* **Your assignment**
From the records below, copy each line in which the string "SubscriptionRegistry" occurs.

* **Supplied information**
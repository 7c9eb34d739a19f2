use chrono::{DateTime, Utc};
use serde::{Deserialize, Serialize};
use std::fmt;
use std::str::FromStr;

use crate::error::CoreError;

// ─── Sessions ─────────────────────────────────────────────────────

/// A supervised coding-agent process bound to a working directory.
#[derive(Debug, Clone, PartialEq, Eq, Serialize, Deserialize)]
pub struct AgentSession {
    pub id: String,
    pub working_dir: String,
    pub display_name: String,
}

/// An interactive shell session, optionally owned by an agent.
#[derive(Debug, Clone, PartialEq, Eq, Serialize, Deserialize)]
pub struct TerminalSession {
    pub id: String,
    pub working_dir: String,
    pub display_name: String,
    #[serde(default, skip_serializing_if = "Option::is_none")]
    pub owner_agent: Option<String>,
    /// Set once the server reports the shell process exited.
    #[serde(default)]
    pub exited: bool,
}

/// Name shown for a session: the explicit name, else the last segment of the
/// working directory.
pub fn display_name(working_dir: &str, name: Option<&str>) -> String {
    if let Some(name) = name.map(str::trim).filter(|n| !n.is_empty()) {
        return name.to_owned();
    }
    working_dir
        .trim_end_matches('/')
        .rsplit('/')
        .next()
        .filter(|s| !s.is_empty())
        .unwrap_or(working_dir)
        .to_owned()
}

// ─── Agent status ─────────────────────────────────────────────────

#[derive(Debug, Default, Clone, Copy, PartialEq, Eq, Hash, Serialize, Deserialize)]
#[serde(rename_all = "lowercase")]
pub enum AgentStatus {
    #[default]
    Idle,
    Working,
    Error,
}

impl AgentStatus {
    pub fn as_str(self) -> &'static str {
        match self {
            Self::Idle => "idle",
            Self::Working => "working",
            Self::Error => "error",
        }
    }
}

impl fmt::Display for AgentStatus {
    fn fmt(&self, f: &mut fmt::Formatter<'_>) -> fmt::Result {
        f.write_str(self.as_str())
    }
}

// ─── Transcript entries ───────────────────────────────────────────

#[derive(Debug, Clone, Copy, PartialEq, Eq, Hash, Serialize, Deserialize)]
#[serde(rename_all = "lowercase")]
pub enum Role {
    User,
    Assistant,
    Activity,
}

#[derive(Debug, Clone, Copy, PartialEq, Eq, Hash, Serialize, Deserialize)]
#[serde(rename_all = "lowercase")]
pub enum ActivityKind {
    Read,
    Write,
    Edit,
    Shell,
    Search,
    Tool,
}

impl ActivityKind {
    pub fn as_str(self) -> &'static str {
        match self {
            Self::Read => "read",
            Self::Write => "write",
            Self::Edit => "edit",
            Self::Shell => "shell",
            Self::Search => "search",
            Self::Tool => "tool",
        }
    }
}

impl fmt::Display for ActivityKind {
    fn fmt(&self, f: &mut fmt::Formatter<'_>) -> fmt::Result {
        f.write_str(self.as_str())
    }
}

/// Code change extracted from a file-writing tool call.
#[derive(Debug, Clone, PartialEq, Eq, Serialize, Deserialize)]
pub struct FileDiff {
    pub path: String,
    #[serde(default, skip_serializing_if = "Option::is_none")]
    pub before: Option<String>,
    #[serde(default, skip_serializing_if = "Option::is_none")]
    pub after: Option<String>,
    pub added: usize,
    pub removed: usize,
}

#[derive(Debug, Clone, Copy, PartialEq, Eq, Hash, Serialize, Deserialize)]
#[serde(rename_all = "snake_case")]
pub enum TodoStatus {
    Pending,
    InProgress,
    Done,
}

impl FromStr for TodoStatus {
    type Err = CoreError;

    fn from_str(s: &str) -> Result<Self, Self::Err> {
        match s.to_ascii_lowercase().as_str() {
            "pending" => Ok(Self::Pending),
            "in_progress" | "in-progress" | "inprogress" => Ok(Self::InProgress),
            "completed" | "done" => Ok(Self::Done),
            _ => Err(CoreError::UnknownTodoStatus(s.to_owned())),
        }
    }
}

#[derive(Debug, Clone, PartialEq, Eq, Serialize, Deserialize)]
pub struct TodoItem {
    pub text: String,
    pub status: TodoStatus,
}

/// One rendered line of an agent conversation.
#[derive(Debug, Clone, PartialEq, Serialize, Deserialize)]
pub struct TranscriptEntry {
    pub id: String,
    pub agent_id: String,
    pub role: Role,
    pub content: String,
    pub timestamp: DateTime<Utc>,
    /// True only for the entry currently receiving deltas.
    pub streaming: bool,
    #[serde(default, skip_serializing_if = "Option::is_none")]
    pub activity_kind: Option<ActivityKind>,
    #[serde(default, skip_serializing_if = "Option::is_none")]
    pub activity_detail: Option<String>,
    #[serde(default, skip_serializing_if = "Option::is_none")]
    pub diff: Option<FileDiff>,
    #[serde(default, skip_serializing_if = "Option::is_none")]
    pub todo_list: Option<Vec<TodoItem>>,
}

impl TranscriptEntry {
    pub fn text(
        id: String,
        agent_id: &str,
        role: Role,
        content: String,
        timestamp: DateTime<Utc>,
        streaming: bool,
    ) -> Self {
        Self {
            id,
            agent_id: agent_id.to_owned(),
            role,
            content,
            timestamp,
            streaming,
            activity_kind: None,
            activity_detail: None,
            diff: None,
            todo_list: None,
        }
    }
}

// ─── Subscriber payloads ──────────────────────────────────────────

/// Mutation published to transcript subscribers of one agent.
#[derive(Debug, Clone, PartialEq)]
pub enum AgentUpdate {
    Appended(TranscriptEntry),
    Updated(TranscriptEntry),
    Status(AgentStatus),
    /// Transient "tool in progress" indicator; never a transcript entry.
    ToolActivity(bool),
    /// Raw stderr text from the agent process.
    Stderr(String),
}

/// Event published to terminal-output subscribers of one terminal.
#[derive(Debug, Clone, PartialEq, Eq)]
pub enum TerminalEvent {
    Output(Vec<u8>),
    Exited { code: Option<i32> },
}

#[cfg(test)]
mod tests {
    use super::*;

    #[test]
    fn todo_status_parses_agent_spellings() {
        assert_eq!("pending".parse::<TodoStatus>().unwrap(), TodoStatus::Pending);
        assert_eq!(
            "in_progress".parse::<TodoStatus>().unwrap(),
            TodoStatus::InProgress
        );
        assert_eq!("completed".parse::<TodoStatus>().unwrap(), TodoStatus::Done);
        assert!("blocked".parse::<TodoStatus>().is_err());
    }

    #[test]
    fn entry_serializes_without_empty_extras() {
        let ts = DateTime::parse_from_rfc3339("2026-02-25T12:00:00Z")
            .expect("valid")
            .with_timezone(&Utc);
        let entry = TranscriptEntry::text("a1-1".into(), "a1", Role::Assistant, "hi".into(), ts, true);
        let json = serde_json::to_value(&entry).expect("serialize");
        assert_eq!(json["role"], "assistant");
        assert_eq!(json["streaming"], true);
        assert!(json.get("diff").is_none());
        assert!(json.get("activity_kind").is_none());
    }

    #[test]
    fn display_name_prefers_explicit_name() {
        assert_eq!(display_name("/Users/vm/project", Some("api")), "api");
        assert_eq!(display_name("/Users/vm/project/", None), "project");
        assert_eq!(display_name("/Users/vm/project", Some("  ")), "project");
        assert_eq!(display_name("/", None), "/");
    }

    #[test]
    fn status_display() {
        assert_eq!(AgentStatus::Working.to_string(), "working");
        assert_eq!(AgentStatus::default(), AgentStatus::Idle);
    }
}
==
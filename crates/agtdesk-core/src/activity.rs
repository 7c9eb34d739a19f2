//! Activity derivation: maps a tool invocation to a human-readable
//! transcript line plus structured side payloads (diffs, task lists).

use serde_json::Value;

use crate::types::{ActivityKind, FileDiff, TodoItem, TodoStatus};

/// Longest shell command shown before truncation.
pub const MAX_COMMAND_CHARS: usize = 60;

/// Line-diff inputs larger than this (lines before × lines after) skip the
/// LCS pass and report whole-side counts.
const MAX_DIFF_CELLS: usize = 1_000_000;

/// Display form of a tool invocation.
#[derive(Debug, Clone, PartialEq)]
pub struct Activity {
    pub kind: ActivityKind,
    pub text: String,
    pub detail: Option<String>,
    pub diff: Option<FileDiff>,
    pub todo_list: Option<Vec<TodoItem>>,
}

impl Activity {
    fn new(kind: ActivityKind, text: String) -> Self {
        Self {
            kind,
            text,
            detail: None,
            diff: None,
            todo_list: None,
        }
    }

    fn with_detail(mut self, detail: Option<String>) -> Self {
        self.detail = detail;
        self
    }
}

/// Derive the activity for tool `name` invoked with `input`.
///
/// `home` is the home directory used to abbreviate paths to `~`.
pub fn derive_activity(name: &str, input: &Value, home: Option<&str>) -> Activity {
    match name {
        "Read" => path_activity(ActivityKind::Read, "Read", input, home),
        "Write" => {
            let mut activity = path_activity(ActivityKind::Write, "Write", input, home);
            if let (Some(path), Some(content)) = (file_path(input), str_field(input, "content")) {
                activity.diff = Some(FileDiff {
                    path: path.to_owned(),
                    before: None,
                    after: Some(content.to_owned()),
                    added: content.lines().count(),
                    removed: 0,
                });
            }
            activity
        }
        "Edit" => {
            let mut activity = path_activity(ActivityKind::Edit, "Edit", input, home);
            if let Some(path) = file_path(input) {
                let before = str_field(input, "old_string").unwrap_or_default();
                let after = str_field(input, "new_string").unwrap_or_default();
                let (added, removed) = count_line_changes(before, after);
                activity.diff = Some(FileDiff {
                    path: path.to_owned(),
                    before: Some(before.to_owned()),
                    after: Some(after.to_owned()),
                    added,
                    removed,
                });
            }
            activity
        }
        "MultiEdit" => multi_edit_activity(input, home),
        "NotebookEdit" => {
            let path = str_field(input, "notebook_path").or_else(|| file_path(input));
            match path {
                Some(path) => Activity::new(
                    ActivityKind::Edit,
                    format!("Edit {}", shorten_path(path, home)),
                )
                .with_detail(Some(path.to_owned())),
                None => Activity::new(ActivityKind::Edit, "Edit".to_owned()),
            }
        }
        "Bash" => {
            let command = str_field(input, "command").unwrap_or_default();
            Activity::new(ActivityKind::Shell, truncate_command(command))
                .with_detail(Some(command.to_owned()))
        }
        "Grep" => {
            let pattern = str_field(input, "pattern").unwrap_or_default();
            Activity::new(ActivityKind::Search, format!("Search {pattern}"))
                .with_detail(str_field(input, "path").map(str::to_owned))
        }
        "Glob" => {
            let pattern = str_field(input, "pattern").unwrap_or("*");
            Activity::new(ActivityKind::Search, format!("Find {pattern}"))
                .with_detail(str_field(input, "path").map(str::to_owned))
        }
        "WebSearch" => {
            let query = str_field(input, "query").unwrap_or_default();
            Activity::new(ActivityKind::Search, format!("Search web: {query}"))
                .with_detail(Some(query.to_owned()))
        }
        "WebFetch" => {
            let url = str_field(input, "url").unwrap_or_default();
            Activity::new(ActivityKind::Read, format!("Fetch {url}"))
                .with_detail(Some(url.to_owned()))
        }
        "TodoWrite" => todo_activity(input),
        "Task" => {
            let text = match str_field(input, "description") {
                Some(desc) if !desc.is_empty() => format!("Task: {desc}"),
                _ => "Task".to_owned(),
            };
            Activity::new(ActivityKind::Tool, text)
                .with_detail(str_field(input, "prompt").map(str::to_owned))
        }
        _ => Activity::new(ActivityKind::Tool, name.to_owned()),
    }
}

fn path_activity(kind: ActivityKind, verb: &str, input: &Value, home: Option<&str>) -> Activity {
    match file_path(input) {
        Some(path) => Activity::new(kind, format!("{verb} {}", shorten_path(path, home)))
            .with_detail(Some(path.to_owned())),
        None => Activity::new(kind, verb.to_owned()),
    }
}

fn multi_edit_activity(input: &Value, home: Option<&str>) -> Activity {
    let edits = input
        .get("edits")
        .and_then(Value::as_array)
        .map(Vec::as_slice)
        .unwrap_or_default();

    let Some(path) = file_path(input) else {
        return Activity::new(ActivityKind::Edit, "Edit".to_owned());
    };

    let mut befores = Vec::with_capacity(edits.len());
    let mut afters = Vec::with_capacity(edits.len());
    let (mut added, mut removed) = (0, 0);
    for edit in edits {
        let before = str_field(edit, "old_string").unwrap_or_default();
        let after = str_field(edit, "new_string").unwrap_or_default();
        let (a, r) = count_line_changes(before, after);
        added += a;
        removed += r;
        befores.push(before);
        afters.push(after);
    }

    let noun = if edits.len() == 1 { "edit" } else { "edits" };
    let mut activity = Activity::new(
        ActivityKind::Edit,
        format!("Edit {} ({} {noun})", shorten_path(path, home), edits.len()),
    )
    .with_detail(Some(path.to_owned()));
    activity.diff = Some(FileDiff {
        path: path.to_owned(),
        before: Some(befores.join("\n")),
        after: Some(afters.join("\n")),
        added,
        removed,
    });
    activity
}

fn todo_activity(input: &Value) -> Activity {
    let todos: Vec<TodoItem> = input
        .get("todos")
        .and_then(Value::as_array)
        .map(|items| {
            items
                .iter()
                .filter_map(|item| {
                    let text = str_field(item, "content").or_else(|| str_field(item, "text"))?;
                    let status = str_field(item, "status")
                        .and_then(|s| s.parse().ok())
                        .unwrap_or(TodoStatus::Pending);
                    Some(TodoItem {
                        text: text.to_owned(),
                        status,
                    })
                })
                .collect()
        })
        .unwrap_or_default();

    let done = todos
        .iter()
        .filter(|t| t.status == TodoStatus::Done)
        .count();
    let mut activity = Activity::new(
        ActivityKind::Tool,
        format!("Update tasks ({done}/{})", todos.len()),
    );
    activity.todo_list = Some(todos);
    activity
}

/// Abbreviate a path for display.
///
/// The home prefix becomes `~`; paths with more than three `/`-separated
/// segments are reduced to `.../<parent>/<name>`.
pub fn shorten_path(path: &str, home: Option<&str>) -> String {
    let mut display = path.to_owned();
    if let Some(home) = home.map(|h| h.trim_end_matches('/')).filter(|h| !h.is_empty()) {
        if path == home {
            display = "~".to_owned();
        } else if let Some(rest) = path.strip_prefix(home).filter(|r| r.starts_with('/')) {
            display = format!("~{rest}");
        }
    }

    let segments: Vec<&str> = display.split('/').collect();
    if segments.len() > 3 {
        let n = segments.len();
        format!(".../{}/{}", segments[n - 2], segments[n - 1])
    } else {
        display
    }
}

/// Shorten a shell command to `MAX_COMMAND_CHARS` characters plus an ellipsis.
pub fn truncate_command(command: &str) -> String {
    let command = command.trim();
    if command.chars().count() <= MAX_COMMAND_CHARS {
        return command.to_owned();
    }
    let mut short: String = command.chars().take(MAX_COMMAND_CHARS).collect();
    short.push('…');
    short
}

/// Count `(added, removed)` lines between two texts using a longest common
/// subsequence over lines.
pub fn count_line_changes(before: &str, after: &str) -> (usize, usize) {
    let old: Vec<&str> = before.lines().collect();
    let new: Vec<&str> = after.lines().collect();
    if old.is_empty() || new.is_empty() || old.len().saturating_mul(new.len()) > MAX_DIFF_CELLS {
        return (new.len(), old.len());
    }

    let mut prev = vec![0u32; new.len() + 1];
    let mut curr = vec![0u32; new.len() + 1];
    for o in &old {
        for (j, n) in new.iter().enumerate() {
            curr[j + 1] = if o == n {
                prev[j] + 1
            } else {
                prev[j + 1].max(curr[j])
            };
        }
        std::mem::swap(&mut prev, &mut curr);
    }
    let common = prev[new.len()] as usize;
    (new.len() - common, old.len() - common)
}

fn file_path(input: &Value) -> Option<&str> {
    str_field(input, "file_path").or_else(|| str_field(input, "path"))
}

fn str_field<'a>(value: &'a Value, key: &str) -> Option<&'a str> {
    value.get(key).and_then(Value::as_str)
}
...
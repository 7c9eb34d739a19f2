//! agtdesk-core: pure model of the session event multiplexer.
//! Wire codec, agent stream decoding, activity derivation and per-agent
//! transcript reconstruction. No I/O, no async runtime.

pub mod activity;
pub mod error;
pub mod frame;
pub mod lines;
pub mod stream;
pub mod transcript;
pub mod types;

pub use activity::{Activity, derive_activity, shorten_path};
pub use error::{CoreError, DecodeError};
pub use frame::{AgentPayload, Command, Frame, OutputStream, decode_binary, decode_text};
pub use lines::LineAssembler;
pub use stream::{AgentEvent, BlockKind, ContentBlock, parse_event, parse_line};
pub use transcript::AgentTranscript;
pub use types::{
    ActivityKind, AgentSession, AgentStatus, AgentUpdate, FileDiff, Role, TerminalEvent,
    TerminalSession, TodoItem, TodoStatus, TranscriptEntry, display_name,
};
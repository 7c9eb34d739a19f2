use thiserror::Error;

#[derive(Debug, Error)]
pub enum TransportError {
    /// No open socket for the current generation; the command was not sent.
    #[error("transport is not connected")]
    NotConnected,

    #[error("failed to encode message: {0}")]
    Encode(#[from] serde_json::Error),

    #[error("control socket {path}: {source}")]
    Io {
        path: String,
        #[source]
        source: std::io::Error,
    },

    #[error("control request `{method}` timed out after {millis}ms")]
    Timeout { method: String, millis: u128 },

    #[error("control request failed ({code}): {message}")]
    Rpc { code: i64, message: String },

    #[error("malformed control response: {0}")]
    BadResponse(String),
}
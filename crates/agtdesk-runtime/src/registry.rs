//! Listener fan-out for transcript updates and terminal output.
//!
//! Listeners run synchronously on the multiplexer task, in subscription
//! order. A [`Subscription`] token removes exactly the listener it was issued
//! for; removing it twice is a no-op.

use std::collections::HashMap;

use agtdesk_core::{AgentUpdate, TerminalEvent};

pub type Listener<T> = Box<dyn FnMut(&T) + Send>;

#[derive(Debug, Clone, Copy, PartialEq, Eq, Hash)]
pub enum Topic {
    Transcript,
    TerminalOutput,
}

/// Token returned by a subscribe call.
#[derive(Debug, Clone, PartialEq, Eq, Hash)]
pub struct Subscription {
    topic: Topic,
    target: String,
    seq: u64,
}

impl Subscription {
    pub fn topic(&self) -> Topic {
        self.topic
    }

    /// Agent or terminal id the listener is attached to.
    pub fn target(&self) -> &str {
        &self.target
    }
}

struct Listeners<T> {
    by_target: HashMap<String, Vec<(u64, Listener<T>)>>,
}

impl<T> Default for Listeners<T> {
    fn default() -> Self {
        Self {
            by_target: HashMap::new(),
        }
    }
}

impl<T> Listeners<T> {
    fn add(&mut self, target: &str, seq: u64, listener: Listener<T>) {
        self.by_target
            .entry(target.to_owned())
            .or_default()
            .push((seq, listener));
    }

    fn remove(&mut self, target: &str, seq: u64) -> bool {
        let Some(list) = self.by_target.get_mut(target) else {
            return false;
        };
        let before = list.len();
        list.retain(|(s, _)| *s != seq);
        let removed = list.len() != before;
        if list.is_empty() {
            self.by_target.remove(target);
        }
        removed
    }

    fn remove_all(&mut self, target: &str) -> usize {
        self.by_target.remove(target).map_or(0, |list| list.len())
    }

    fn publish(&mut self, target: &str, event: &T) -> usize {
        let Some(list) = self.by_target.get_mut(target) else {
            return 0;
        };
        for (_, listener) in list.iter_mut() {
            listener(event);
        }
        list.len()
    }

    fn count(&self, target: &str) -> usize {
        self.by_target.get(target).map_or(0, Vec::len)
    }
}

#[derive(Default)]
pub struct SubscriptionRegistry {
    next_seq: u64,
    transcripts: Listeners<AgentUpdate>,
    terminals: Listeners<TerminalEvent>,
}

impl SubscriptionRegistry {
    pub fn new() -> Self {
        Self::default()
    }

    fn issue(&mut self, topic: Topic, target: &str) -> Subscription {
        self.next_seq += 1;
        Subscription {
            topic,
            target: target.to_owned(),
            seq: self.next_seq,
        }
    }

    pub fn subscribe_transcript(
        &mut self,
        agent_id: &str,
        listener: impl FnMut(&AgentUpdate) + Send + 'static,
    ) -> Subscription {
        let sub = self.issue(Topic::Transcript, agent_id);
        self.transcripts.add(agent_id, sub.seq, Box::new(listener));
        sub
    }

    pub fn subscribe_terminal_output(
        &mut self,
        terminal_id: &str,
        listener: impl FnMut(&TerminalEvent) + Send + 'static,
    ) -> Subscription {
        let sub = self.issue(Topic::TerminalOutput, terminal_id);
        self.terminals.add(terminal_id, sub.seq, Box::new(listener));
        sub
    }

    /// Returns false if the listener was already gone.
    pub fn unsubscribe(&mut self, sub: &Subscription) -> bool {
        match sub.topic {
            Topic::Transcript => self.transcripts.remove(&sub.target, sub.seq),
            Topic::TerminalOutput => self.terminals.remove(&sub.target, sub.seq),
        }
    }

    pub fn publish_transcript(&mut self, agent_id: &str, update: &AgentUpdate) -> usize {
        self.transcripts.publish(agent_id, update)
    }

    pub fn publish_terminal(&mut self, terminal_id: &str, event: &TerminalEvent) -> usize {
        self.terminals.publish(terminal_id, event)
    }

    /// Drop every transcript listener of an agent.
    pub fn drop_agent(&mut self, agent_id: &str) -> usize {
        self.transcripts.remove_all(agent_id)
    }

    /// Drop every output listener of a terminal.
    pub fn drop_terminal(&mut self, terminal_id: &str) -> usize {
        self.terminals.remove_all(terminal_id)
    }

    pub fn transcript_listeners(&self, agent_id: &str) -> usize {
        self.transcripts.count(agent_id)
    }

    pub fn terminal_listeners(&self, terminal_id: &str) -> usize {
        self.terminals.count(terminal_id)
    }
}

* **Exercise output**
pub struct SubscriptionRegistry {
impl SubscriptionRegistry {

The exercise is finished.